As autonomous AI agents increasingly power enterprise workflows, security experts are warning that traditional tools are no longer enough to handle the growing risks.
These agents—unlike conventional large language models—operate independently across digital systems, accessing databases, executing code, triggering other agents and making real-time decisions that can cascade across departments and infrastructure.
Through Model Context Protocol (MCP) servers, these agents connect to a widening universe of third-party tools and services, forming complex webs of inter-agent relationships. Security teams are finding it nearly impossible to map where a single compromise might lead—a problem amplified by “agent sprawl,” where autonomous agents are deployed across organizations without centralized oversight.
A compromised customer support agent, for example, could potentially initiate unauthorized financial transactions, exfiltrate sensitive data or send malicious emails to employees or customers—all without human intervention. With multiple systems involved and no clear visibility into how agents interact, organizations risk losing control over their digital environments.
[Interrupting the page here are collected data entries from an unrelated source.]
//! "Manage Users" admin page domain.
//!
//! - `model`: wire types of `/admin/manage/users`.
//! - `api`: HTTP helpers, called by commands only.
//! - `state`: search query and tab selection edited by the UI.
//! - `list_users_compute`: cached user list plus the command refreshing it.
//! - `pending_compute`: accept/decline of pending users.
//! - `rows` / `visible_users_compute`: the filterable tables of both tabs.

pub mod api;
pub mod list_users_compute;
pub mod model;
pub mod pending_compute;
pub mod rows;
pub mod state;
pub mod visible_users_compute;

pub use api::{PendingAction, UsersApiError};
pub use list_users_compute::{RefreshUsersCommand, UsersListCompute, UsersListResult};
pub use model::{Rank, User, WhitelistStatus};
pub use pending_compute::{PendingUserCommand, PendingUserCompute, PendingUserInput, PendingUserStatus};
pub use rows::{UserRowAction, pending_columns, pending_row, user_columns, user_row};
pub use state::{ALL_USERS_TAB, ManageUsersTabs, PENDING_USERS_TAB, UsersSearch};
pub use visible_users_compute::{UsersTable, VisibleUsersCompute};
use std::time::Duration;

use snaily_business::{AuthCompute, RefreshUsersCommand, Route};

use crate::{pages, state::State, widgets};

/// Polling interval while commands are in flight.
const TASK_REPAINT_INTERVAL: Duration = Duration::from_millis(50);

pub struct SnailyApp {
    state: State,
    /// Route rendered on the previous frame, to detect page entries.
    last_route: Option<Route>,
}

impl SnailyApp {
    /// Called once before the first frame.
    pub fn new(state: State) -> Self {
        Self {
            state,
            last_route: None,
        }
    }

    pub fn state(&self) -> &State {
        &self.state
    }

    pub fn state_mut(&mut self) -> &mut State {
        &mut self.state
    }

    /// Leaves the login page once a login attempt produced a destination.
    fn follow_login_redirect(&mut self) {
        if !matches!(self.state.route(), Route::Login { .. }) {
            return;
        }

        let redirect = self
            .state
            .ctx
            .cached::<AuthCompute>()
            .and_then(|auth| auth.status.redirect())
            .cloned();
        if let Some(route) = redirect {
            // Consumed, so coming back to the login page shows the form again.
            self.state.ctx.updater().set(AuthCompute::default());
            self.state.navigate(route);
        }
    }

    fn on_page_enter(&mut self) {
        let route = self.state.route().clone();
        if self.last_route.as_ref() == Some(&route) {
            return;
        }

        if route == Route::ManageUsers {
            self.state.ctx.enqueue_command::<RefreshUsersCommand>();
        }
        self.last_route = Some(route);
    }
}

impl eframe::App for SnailyApp {
    /// Called each time the UI needs repainting, which may be many times per second.
    fn update(&mut self, ctx: &egui::Context, _frame: &mut eframe::Frame) {
        // Apply results published by commands since the last frame
        self.state.ctx.sync_computes();
        self.follow_login_redirect();
        self.on_page_enter();
        self.state.ctx.run_computed();

        egui::TopBottomPanel::top("top_panel").show(ctx, |ui| {
            egui::MenuBar::new().ui(ui, |ui| {
                widgets::nav_bar(&mut self.state, ui);
            });
        });

        egui::CentralPanel::default().show(ctx, |ui| match self.state.route().clone() {
            Route::Login { .. } => {
                pages::login_page(&mut self.state, ui);
            }
            Route::ManageUsers => {
                pages::manage_users_page(&mut self.state, ui);
            }
            route => {
                pages::external_page(&mut self.state, ui, &route);
            }
        });

        self.state.ctx.run_computed();
        self.state.ctx.flush_commands();

        if self.state.ctx.task_count() > 0 {
            ctx.request_repaint_after(TASK_REPAINT_INTERVAL);
        }
    }
}
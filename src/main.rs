//! Chain Reaction against (or between) negamax AIs
//!
//! Opens a window by default; `--headless --ai-vs-ai` plays in the terminal.

use std::path::PathBuf;
use std::time::Duration;

use clap::Parser;
use log::{error, info};

use chain_reaction::config::{DEFAULT_DEPTH, DEFAULT_HARD_CEILING};
use chain_reaction::ui::{ChainReactionApp, TerminalView};
use chain_reaction::{EngineConfig, Game, GameConfig, GameError, Heuristic, ResultLog};

#[derive(Parser, Debug)]
#[command(name = "chain-reaction", about = "Chain Reaction with a negamax AI")]
struct Args {
    /// Search depth in plies
    #[arg(long, default_value_t = DEFAULT_DEPTH)]
    ai_depth: u32,

    /// Per-move search budget in seconds (unlimited when omitted)
    #[arg(long)]
    time_limit: Option<f64>,

    /// Leaf evaluation: difference, weighted, frontier, mobility or imminent
    #[arg(long, default_value_t = Heuristic::default())]
    heuristic: Heuristic,

    /// Let the AI play Red as well
    #[arg(long)]
    ai_vs_ai: bool,

    /// Number of consecutive games
    #[arg(long, default_value_t = 1)]
    games: u32,

    /// Append one CSV row per finished game to this file
    #[arg(long)]
    csv: Option<PathBuf>,

    /// Seconds to wait for a search before playing a random move
    #[arg(long, default_value_t = DEFAULT_HARD_CEILING.as_secs_f64())]
    hard_ceiling: f64,

    /// Play in the terminal instead of a window
    #[arg(long, requires = "ai_vs_ai")]
    headless: bool,
}

impl Args {
    fn into_config(self) -> Result<GameConfig, String> {
        let time_limit = self.time_limit.map(seconds).transpose()?;
        let hard_ceiling = seconds(self.hard_ceiling)?;
        Ok(GameConfig {
            engine: EngineConfig {
                depth: self.ai_depth,
                time_limit,
                heuristic: self.heuristic,
            },
            ai_vs_ai: self.ai_vs_ai,
            games: self.games,
            csv: self.csv,
            hard_ceiling,
            headless: self.headless,
        })
    }
}

fn seconds(value: f64) -> Result<Duration, String> {
    Duration::try_from_secs_f64(value).map_err(|_| format!("invalid duration: {value} seconds"))
}

/// Play every game in the terminal, recording each result.
fn run_headless(config: &GameConfig, mut results: Option<ResultLog>) -> Result<(), GameError> {
    let mut view = TerminalView::stdout();

    for number in 1..=config.games {
        info!("starting game {number} of {}", config.games);
        let game = Game::play_out(config, &mut view)?;

        let Some(winner) = game.winner() else {
            continue;
        };
        if let Some(log) = &mut results {
            log.record(number, winner, game.board())?;
        }
    }
    Ok(())
}

fn main() -> Result<(), Box<dyn std::error::Error>> {
    env_logger::Builder::from_env(env_logger::Env::default().default_filter_or("info")).init();

    let config = Args::parse().into_config()?;
    info!(
        "depth {} heuristic {} time limit {:?} ceiling {:?}",
        config.engine.depth, config.engine.heuristic, config.engine.time_limit, config.hard_ceiling
    );

    let results = config.csv.as_ref().map(ResultLog::create).transpose()?;

    if config.headless {
        return match run_headless(&config, results) {
            Err(GameError::Interrupted) => Ok(()),
            other => other.map_err(Into::into),
        };
    }

    let options = eframe::NativeOptions {
        viewport: egui::ViewportBuilder::default()
            .with_inner_size([760.0, 760.0])
            .with_min_inner_size([480.0, 520.0])
            .with_title("Chain Reaction"),
        ..Default::default()
    };

    eframe::run_native(
        "Chain Reaction",
        options,
        Box::new(move |cc| Ok(Box::new(ChainReactionApp::new(cc, config, results)))),
    )
    .map_err(|err| {
        error!("window closed with error: {err}");
        err.to_string().into()
    })
}
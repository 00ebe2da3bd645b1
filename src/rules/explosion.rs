//! Chain reaction resolution
//!
//! Explosions are resolved in repeated row-major passes over the grid. A
//! cell at or above its critical mass explodes the moment the scan reaches
//! it: it empties, and each orthogonal neighbour gains one orb and is
//! captured by the exploding color. The scan then carries on from the next
//! cell, so a neighbour further ahead in the same pass can explode in that
//! pass, while one already behind the scan waits for the next pass.
//! Resolution ends after a pass without explosions.
//!
//! The visiting order is observable in the resulting board and must not be
//! changed (no work queue, no neighbour-first propagation).

use std::collections::HashSet;

use crate::board::{Cell, Player, Pos, TOTAL_CELLS};

/// Passes after which two-color cascades are also checked for cycles
pub const CYCLE_CHECK_PASSES: u32 = TOTAL_CELLS as u32;

/// Summary of one chain reaction.
#[derive(Debug, Clone, Copy, PartialEq, Eq, Default)]
pub struct ChainReaction {
    /// Cells that exploded
    pub explosions: u32,
    /// Passes containing at least one explosion
    pub passes: u32,
    /// Orbs lost by cells that exploded above their critical mass.
    /// An exploding cell always empties but only feeds one orb per neighbour.
    pub spilled: u32,
    /// Resolution stopped with overloaded cells left because the grid was
    /// cycling and could never settle (in practice a board owned by a
    /// single color holding more orbs than it can keep stable)
    pub decided: bool,
}

/// Resolve every pending explosion in `cells`, in place.
///
/// Passes repeat until one of them has no explosion, so the result is
/// stable. The one exception is a grid that keeps exploding forever, such
/// as a fully captured board. Passes are deterministic over a finite set of
/// grids, so such a grid must eventually repeat: the grid after each pass
/// is remembered once a single color remains (or once the cascade has run
/// for [`CYCLE_CHECK_PASSES`] passes), and a repeated grid ends resolution
/// with [`ChainReaction::decided`] set.
pub fn resolve_chain_reactions(cells: &mut [Cell; TOTAL_CELLS]) -> ChainReaction {
    let mut reaction = ChainReaction::default();
    let mut seen: HashSet<[Cell; TOTAL_CELLS]> = HashSet::new();

    loop {
        let mut exploded = false;

        for idx in 0..TOTAL_CELLS {
            let cell = cells[idx];
            let Some(owner) = cell.owner() else {
                continue;
            };
            let pos = Pos::from_index(idx);
            let mass = pos.critical_mass();
            if cell.count() < mass {
                continue;
            }

            exploded = true;
            reaction.explosions += 1;
            reaction.spilled += u32::from(cell.count() - mass);

            cells[idx] = Cell::EMPTY;
            for neighbor in pos.neighbors() {
                let n = neighbor.to_index();
                cells[n] = cells[n].with_orb(owner);
            }
        }

        if !exploded {
            break;
        }
        reaction.passes += 1;

        let watch = reaction.passes > CYCLE_CHECK_PASSES || sole_owner(cells).is_some();
        if watch && !seen.insert(*cells) {
            reaction.decided = true;
            break;
        }
    }

    reaction
}

/// The only color on the board, if there is exactly one
fn sole_owner(cells: &[Cell; TOTAL_CELLS]) -> Option<Player> {
    let mut owners = cells.iter().filter_map(|cell| cell.owner());
    let first = owners.next()?;
    owners.all(|owner| owner == first).then_some(first)
}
In response to this growing challenge, Noma Security, a startup focused on AI security and governance, has launched a new tool called the Agentic Risk Map (ARM). The technology, described as the first of its kind, visually maps the potential “blast radius” of a compromised AI agent, giving organizations a clearer understanding of how risk spreads through interconnected systems.
“Security teams are flying blind when it comes to AI agent risks,” said Niv Braun, CEO and co-founder of Noma Security. “These agents don't just touch one system; they span departments, tools and workflows. A seemingly harmless Customer Support Agent, if compromised, can cascade into unauthorized money transfers, sensitive data exfiltration and malicious emails sent to customers or employees for lateral movement. Organizations need more than point solutions. They need complete visibility, proactive risk management, and runtime protection working together.”
The ARM tool is part of Noma’s broader platform for securing agentic AI. The system operates in three phases: discovering deployed agents (including shadow AI), assessing and managing their security posture and providing real-time monitoring and threat containment.
The platform supports a wide array of tools and agent frameworks used in enterprise settings, such as Microsoft Copilot Studio, ServiceNow, Salesforce Agentforce, Azure AI Foundry, Google Vertex AI and GitHub Copilot. It integrates with cloud providers, low-code platforms and agent development SDKs, giving organizations end-to-end visibility into their AI infrastructure.
Noma’s ARM visualizes how agents are connected, what permissions they have and which systems they touch—information security teams can use to enforce tighter controls, prevent cascading failures and run red-team tests before deployment. The platform continuously monitors agent behavior and alerts teams to unusual patterns, such as unauthorized tool invocations, suspicious data access or prompt injection attempts.
With backing from investors including Ballistic Ventures, Glilot Capital, Databricks Ventures and SVCI, Noma Security is used by several Fortune 500 companies and has been recognized by industry analysts as a leader in AI security and risk management.